*** Opening of Supplied material ***

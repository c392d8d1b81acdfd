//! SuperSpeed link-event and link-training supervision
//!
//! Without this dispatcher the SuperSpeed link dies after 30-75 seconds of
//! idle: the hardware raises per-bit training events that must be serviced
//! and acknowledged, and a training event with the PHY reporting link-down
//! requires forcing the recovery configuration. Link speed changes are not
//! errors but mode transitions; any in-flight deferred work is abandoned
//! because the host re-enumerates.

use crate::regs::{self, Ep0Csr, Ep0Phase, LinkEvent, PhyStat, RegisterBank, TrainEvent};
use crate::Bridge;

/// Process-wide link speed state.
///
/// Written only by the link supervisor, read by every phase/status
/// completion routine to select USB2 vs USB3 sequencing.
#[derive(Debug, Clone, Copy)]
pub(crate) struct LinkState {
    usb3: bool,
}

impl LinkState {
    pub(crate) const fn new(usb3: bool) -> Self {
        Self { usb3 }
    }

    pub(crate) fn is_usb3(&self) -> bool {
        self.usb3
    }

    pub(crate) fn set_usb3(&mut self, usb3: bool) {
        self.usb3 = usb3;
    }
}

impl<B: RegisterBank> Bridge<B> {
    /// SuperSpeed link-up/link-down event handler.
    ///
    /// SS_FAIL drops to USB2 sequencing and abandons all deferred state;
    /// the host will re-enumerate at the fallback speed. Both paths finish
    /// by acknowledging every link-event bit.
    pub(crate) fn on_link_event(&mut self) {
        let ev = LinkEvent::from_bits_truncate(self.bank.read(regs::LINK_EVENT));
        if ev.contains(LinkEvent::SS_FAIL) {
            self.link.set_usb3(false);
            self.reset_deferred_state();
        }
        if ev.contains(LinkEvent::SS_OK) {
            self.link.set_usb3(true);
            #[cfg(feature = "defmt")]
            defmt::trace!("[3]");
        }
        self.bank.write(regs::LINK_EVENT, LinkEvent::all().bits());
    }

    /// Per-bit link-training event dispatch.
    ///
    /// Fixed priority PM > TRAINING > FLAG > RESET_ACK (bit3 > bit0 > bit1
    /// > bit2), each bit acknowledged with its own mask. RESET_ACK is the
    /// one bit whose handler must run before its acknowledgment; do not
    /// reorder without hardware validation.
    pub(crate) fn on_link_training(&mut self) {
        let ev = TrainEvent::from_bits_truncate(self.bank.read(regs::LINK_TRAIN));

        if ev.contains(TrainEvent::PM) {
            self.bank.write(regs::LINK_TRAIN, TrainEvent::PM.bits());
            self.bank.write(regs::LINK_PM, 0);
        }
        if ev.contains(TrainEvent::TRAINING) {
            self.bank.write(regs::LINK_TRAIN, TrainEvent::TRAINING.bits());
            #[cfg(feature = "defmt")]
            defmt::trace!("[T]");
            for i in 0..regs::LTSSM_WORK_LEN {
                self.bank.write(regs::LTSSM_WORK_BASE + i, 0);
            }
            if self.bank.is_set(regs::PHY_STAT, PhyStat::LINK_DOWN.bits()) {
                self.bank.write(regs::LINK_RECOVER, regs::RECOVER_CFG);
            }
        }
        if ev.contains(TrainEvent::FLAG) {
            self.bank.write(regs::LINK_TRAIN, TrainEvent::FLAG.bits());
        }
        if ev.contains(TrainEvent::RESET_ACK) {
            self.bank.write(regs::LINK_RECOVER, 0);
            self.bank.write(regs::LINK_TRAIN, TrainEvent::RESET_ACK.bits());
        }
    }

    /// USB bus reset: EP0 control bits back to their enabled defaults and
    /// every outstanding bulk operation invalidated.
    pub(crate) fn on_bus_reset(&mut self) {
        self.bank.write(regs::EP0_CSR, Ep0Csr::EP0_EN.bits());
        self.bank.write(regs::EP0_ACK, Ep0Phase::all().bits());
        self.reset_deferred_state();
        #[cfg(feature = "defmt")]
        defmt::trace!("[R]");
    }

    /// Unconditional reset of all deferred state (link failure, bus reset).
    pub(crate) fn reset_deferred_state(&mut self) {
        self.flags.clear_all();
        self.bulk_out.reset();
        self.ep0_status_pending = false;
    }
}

*** Close of Supplied material ***
*** Opening of Supplied material ***

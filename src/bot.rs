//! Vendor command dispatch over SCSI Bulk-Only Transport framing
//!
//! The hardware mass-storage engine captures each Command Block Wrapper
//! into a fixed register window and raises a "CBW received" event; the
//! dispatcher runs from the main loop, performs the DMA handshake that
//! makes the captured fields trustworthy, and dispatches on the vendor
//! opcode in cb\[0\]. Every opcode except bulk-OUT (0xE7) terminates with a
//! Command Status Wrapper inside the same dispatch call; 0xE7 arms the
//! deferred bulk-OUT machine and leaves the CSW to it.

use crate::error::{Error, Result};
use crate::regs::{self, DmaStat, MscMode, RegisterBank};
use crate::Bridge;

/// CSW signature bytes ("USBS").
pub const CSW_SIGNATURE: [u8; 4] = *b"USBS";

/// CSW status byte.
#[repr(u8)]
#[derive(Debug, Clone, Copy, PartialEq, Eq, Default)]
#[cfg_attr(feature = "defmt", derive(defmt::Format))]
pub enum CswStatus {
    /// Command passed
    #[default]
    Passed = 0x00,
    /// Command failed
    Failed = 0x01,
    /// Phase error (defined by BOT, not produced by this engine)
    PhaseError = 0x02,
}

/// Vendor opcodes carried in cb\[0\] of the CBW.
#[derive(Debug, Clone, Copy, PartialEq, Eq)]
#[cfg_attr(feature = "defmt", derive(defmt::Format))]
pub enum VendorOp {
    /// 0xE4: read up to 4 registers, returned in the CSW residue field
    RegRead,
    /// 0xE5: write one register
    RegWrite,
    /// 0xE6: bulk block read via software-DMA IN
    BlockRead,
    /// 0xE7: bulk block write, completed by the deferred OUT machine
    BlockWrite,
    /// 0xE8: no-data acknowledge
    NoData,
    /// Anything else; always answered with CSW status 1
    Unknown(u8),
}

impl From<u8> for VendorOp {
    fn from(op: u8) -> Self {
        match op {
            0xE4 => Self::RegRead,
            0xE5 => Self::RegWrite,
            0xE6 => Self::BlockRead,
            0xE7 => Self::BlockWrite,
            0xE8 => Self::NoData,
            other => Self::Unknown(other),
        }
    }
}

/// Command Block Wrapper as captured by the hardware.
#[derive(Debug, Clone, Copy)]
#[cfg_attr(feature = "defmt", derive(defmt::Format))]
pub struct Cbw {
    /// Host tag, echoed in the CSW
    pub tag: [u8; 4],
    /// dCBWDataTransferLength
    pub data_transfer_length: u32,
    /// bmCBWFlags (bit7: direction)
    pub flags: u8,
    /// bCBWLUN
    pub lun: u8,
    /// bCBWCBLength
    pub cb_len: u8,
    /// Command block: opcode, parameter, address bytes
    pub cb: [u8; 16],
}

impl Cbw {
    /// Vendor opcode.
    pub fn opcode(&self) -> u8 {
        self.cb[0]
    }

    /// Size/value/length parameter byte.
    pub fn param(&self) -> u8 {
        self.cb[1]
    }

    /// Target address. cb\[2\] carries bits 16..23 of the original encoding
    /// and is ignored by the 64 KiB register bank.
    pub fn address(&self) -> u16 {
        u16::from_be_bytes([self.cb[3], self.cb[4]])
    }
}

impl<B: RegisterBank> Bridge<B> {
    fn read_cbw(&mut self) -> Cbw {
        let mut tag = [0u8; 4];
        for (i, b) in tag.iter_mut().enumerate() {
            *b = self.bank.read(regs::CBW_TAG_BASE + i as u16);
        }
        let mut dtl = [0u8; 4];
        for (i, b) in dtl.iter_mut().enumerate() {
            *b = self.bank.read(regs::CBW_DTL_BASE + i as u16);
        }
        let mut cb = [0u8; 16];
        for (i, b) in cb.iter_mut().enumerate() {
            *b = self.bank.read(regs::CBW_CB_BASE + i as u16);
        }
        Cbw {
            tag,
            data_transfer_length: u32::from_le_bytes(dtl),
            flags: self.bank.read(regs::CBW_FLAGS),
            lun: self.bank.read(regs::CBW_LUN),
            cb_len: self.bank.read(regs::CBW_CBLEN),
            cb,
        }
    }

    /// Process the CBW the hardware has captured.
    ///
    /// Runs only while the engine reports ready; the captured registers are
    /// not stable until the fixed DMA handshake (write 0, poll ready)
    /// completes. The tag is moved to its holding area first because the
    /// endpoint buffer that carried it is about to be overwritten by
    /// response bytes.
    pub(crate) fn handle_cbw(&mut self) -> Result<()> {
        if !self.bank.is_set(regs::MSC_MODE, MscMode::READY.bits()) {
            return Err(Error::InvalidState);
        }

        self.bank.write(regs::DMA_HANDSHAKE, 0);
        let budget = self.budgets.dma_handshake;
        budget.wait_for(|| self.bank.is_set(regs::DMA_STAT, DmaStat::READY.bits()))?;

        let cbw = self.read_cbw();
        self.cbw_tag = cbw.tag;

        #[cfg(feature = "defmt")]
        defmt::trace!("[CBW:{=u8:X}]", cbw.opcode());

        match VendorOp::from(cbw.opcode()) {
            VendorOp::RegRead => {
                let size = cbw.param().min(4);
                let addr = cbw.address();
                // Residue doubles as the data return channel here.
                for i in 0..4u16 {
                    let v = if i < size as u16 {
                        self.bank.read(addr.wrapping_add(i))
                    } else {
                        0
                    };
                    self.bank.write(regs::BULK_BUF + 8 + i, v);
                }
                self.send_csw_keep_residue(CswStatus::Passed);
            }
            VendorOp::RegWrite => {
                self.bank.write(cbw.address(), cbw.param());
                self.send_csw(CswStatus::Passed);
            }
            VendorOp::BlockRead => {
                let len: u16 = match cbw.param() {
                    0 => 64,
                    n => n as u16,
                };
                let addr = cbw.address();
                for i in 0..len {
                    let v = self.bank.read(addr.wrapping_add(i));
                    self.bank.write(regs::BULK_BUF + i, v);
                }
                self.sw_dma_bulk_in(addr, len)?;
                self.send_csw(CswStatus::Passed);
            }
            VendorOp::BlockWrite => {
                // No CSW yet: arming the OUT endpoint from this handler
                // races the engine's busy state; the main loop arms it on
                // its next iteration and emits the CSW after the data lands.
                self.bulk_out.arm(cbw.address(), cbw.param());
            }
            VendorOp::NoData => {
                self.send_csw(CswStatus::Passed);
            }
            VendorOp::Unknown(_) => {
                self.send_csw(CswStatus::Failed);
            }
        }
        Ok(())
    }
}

*** Close of Supplied material ***

What you are asked to do
Which lines in the records above contain the string "captured"? Copy each one.

Response to this exercise
//! makes the captured fields trustworthy, and dispatches on the vendor
/// Command Block Wrapper as captured by the hardware.
    /// Process the CBW the hardware has captured.
    /// Runs only while the engine reports ready; the captured registers are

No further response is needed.